* [TASK TO CARRY OUT] Whenever the word "SmallVec" shows up in a line of the data, copy that line.

Collected data
//! # Dataspaces
//!
//! The shape of a dataset or attribute: current dimensions plus, per axis, an
//! optional maximum. `None` marks an unlimited axis. A scalar dataspace has
//! rank 0 and exactly one element.

use eyre::Result;
use smallvec::SmallVec;

use crate::config::{MAX_RANK, MAX_TRANSFER_BYTES, UNLIMITED_ENCODED};
use crate::encoding::{MetaReader, MetaWriter};
use crate::error::H5Error;

pub type Dims = SmallVec<[u64; 4]>;
pub type MaxDims = SmallVec<[Option<u64>; 4]>;

#[derive(Debug, Clone, PartialEq, Eq)]
pub struct Dataspace {
    dims: Dims,
    max_dims: MaxDims,
}

impl Dataspace {
    pub fn scalar() -> Self {
        Self {
            dims: Dims::new(),
            max_dims: MaxDims::new(),
        }
    }

    /// Fixed-size dataspace; maximum equals current on every axis.
    pub fn simple(dims: &[u64]) -> Result<Self> {
        let max: Vec<Option<u64>> = dims.iter().map(|&d| Some(d)).collect();
        Self::extendable(dims, &max)
    }

    pub fn extendable(dims: &[u64], max_dims: &[Option<u64>]) -> Result<Self> {
        if dims.len() != max_dims.len() {
            return Err(H5Error::RankMismatch {
                expected: dims.len(),
                actual: max_dims.len(),
            }
            .into());
        }
        if dims.len() > MAX_RANK {
            return Err(H5Error::InvalidArgument(format!(
                "rank {} exceeds maximum {}",
                dims.len(),
                MAX_RANK
            ))
            .into());
        }
        for (axis, (&d, &m)) in dims.iter().zip(max_dims).enumerate() {
            if let Some(max) = m {
                if d > max {
                    return Err(H5Error::ExceedsMaximumExtent {
                        axis,
                        requested: d,
                        max,
                    }
                    .into());
                }
                if max == UNLIMITED_ENCODED {
                    return Err(H5Error::InvalidArgument(format!(
                        "axis {} maximum collides with the unlimited marker",
                        axis
                    ))
                    .into());
                }
            }
        }
        let space = Self {
            dims: SmallVec::from_slice(dims),
            max_dims: SmallVec::from_slice(max_dims),
        };
        space.checked_num_elements()?;
        Ok(space)
    }

    pub fn rank(&self) -> usize {
        self.dims.len()
    }

    pub fn dims(&self) -> &[u64] {
        &self.dims
    }

    pub fn max_dims(&self) -> &[Option<u64>] {
        &self.max_dims
    }

    pub fn is_scalar(&self) -> bool {
        self.dims.is_empty()
    }

    /// True when any axis may change size.
    pub fn is_extendable(&self) -> bool {
        self.dims
            .iter()
            .zip(&self.max_dims)
            .any(|(&d, &m)| m != Some(d))
    }

    pub fn num_elements(&self) -> u64 {
        self.dims.iter().product()
    }

    fn checked_num_elements(&self) -> Result<u64> {
        self.dims
            .iter()
            .try_fold(1u64, |acc, &d| acc.checked_mul(d))
            .ok_or_else(|| H5Error::InvalidArgument("dataspace element count overflows".to_string()).into())
    }

    /// Replaces the current dimensions after the caller has validated them
    /// against the maxima and with `checked_byte_len`.
    pub(crate) fn set_dims(&mut self, dims: &[u64]) {
        debug_assert_eq!(dims.len(), self.dims.len());
        self.dims = SmallVec::from_slice(dims);
    }

    pub fn encode(&self, w: &mut MetaWriter) {
        w.put_u32(self.rank() as u32);
        for (&d, &m) in self.dims.iter().zip(&self.max_dims) {
            w.put_u64(d);
            w.put_u64(m.unwrap_or(UNLIMITED_ENCODED));
        }
    }

    pub fn decode(r: &mut MetaReader<'_>) -> Result<Self> {
        let rank = r.count("dataspace rank", 16)?;
        let mut dims = Vec::with_capacity(rank);
        let mut max = Vec::with_capacity(rank);
        for _ in 0..rank {
            dims.push(r.u64("dimension")?);
            let m = r.u64("maximum dimension")?;
            max.push(if m == UNLIMITED_ENCODED { None } else { Some(m) });
        }
        Self::extendable(&dims, &max)
            .map_err(|e| H5Error::Corrupt(format!("invalid stored dataspace: {}", e)).into())
    }
}

/// Bytes held by `dims` elements of `elem_size` bytes, or `None` when the
/// product does not fit in a `u64`.
pub(crate) fn checked_byte_len(dims: &[u64], elem_size: usize) -> Option<u64> {
    dims.iter()
        .try_fold(elem_size as u64, |acc, &d| acc.checked_mul(d))
}

/// Length of an in-memory buffer for `dims` elements, bounded by
/// `MAX_TRANSFER_BYTES`.
pub(crate) fn transfer_len(dims: &[u64], elem_size: usize) -> Result<usize> {
    checked_byte_len(dims, elem_size)
        .filter(|&n| n <= MAX_TRANSFER_BYTES)
        .and_then(|n| usize::try_from(n).ok())
        .ok_or_else(|| {
            H5Error::InvalidArgument(format!(
                "buffer for {:?} elements of {} bytes exceeds {} bytes",
                dims, elem_size, MAX_TRANSFER_BYTES
            ))
            .into()
        })
}
//! # Dataset Module
//!
//! Everything needed to describe a dataset and move its bytes: element
//! datatypes, dataspaces with optional maxima, rectangular selections, the
//! chunked storage layout with its allocation-time policy, and the extension
//! protocol that grows and shrinks a dataset in place.
//!
//! ## Module Organization
//!
//! - `datatype`: integer, float and nested compound element types
//! - `dataspace`: current and maximum dimensions (`None` = unlimited)
//! - `selection`: hyperslab blocks and row-major block copies
//! - `layout`: contiguous/chunked layout, allocation time, `DatasetCreateProps`
//! - `extent`: `DatasetRecord`, the chunk map and `set_extent`/`write_region`
//!
//! The module is storage-agnostic: chunk I/O goes through the `ChunkStore`
//! and `ChunkRead` traits.

pub mod dataspace;
pub mod datatype;
pub mod extent;
pub mod layout;
pub mod selection;

pub use dataspace::{Dataspace, Dims, MaxDims};
pub use datatype::{CompoundBuilder, CompoundField, Datatype};
pub use extent::{ChunkBlock, ChunkCoord, ChunkRead, ChunkStore, DatasetRecord};
pub use layout::{AllocTime, DatasetCreateProps, Layout};
pub use selection::Hyperslab;
//! Fuzz testing for the superblock decoder.
//!
//! Arbitrary 128-byte images must either decode or fail with an error,
//! never panic. Images that do decode must re-encode to the same bytes.

#![no_main]

use libfuzzer_sys::fuzz_target;

use h5lite::config::SUPERBLOCK_SIZE;
use h5lite::storage::Superblock;

fuzz_target!(|data: &[u8]| {
    if data.len() < SUPERBLOCK_SIZE {
        let _ = Superblock::from_bytes(data);
        return;
    }
    let image = &data[..SUPERBLOCK_SIZE];
    if let Ok(sb) = Superblock::from_bytes(image) {
        assert_eq!(&sb.to_bytes()[..], image);
    }
});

* [SOLUTION TO THE EXERCISE]
use smallvec::SmallVec;
pub type Dims = SmallVec<[u64; 4]>;
pub type MaxDims = SmallVec<[Option<u64>; 4]>;
            dims: SmallVec::from_slice(dims),
            max_dims: SmallVec::from_slice(max_dims),
        self.dims = SmallVec::from_slice(dims);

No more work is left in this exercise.